[Work task]
For the entries that follow, count the lines containing the string "schema" and write only the number.

The records Start Marker

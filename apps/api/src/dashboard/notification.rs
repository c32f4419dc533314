use serde::Serialize;

use crate::analysis::input::{InputError, MAX_RESUME_IMAGE_BYTES};

#[derive(Debug, Clone, Copy, PartialEq, Eq, Serialize)]
#[serde(rename_all = "lowercase")]
pub enum Variant {
    Default,
    Destructive,
}

/// A toast shown above the dashboard.
#[derive(Debug, Clone, PartialEq, Eq, Serialize)]
pub struct Notification {
    pub title: String,
    pub description: String,
    pub variant: Variant,
}

impl Notification {
    fn new(title: &str, description: impl Into<String>, variant: Variant) -> Self {
        Self {
            title: title.to_string(),
            description: description.into(),
            variant,
        }
    }

    pub fn missing_information() -> Self {
        Self::new(
            "Missing Information",
            "Please provide both your resume and the job description.",
            Variant::Destructive,
        )
    }

    pub fn analysis_complete() -> Self {
        Self::new(
            "Analysis Complete!",
            "Your resume feedback is ready.",
            Variant::Default,
        )
    }

    pub fn analysis_failed() -> Self {
        Self::new(
            "Analysis Failed",
            "Something went wrong. Please try again later.",
            Variant::Destructive,
        )
    }

    pub fn is_destructive(&self) -> bool {
        self.variant == Variant::Destructive
    }
}

impl From<&InputError> for Notification {
    fn from(error: &InputError) -> Self {
        match error {
            InputError::EmptyResume | InputError::EmptyJobDescription => {
                Notification::missing_information()
            }
            InputError::NotAnImage { .. } => Self::new(
                "Invalid File Type",
                "Please upload an image file (PNG or JPEG).",
                Variant::Destructive,
            ),
            InputError::FileTooLarge { .. } | InputError::RequestTooLarge => Self::new(
                "File Too Large",
                format!(
                    "Please upload an image smaller than {} MB.",
                    MAX_RESUME_IMAGE_BYTES / (1024 * 1024)
                ),
                Variant::Destructive,
            ),
            InputError::EmptyFile
            | InputError::MalformedDataUri
            | InputError::MalformedForm(_) => Self::new(
                "Unreadable File",
                "The uploaded file could not be read. Please try another image.",
                Variant::Destructive,
            ),
        }
    }
}
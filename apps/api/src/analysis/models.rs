//! Request and response contracts for the model boundary.

use serde::{Deserialize, Serialize};
use thiserror::Error;

use crate::analysis::input::InputError;
use crate::llm_client::LlmError;

/// Plain-text resume variant.
#[derive(Debug, Clone, PartialEq, Serialize, Deserialize)]
#[serde(rename_all = "camelCase")]
pub struct TextAnalysisRequest {
    pub resume_text: String,
    pub job_description_text: String,
}

/// Image resume variant. `resume_data_uri` is `data:<mime>;base64,<payload>`.
#[derive(Debug, Clone, PartialEq, Serialize, Deserialize)]
#[serde(rename_all = "camelCase")]
pub struct ImageAnalysisRequest {
    pub resume_data_uri: String,
    pub job_description: String,
}

#[derive(Debug, Clone, PartialEq)]
pub enum AnalysisRequest {
    Text(TextAnalysisRequest),
    Image(ImageAnalysisRequest),
}

impl AnalysisRequest {
    pub fn variant(&self) -> &'static str {
        match self {
            AnalysisRequest::Text(_) => "text",
            AnalysisRequest::Image(_) => "image",
        }
    }

    pub fn job_description(&self) -> &str {
        match self {
            AnalysisRequest::Text(r) => &r.job_description_text,
            AnalysisRequest::Image(r) => &r.job_description,
        }
    }
}

/// Canonical analysis result, identical for both request variants.
///
/// Scores are expected in 0–100 but are passed through as returned.
#[derive(Debug, Clone, PartialEq, Serialize, Deserialize)]
#[serde(rename_all = "camelCase")]
pub struct AnalysisResult {
    pub keyword_match_score: f64,
    pub completeness_score: Option<f64>,
    pub feedback: String,
}

impl AnalysisResult {
    /// Scores that fall outside 0–100, by name.
    pub fn out_of_range_scores(&self) -> Vec<(&'static str, f64)> {
        let mut scores = vec![("keywordMatchScore", self.keyword_match_score)];
        if let Some(completeness) = self.completeness_score {
            scores.push(("completenessScore", completeness));
        }
        scores
            .into_iter()
            .filter(|(_, score)| !(0.0..=100.0).contains(score))
            .collect()
    }
}

/// What the model actually sends back. Every field is optional here so that
/// missing fields surface as a schema violation instead of a parse error.
/// `completenessAssessment` is the older name for the free-text field.
#[derive(Debug, Clone, Default, Deserialize)]
#[serde(rename_all = "camelCase")]
pub struct ModelReply {
    #[serde(alias = "keyword_match_score")]
    pub keyword_match_score: Option<f64>,
    #[serde(alias = "completeness_score")]
    pub completeness_score: Option<f64>,
    pub feedback: Option<String>,
    #[serde(alias = "completeness_assessment")]
    pub completeness_assessment: Option<String>,
}

impl TryFrom<ModelReply> for AnalysisResult {
    type Error = AnalysisError;

    fn try_from(reply: ModelReply) -> Result<Self, Self::Error> {
        let keyword_match_score = reply.keyword_match_score.ok_or_else(|| {
            AnalysisError::InvalidResponse("missing keywordMatchScore".to_string())
        })?;
        if !keyword_match_score.is_finite() {
            return Err(AnalysisError::InvalidResponse(
                "keywordMatchScore is not a finite number".to_string(),
            ));
        }
        if reply.completeness_score.is_some_and(|s| !s.is_finite()) {
            return Err(AnalysisError::InvalidResponse(
                "completenessScore is not a finite number".to_string(),
            ));
        }

        let feedback = reply
            .feedback
            .filter(|f| !f.trim().is_empty())
            .or(reply.completeness_assessment)
            .filter(|f| !f.trim().is_empty())
            .ok_or_else(|| AnalysisError::InvalidResponse("missing feedback".to_string()))?;

        Ok(AnalysisResult {
            keyword_match_score,
            completeness_score: reply.completeness_score,
            feedback,
        })
    }
}

/// Why an analysis produced no result.
#[derive(Debug, Error)]
pub enum AnalysisError {
    /// The call to the provider failed (network, HTTP status, retries exhausted).
    #[error("model call failed: {0}")]
    Transport(LlmError),

    /// The provider answered with something that does not fit the declared schema.
    #[error("invalid model response: {0}")]
    InvalidResponse(String),

    #[error(transparent)]
    Input(#[from] InputError),
}

impl From<LlmError> for AnalysisError {
    fn from(error: LlmError) -> Self {
        if error.is_invalid_output() {
            AnalysisError::InvalidResponse(error.to_string())
        } else {
            AnalysisError::Transport(error)
        }
    }
}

The records End Marker

[Solution for this exercise]
2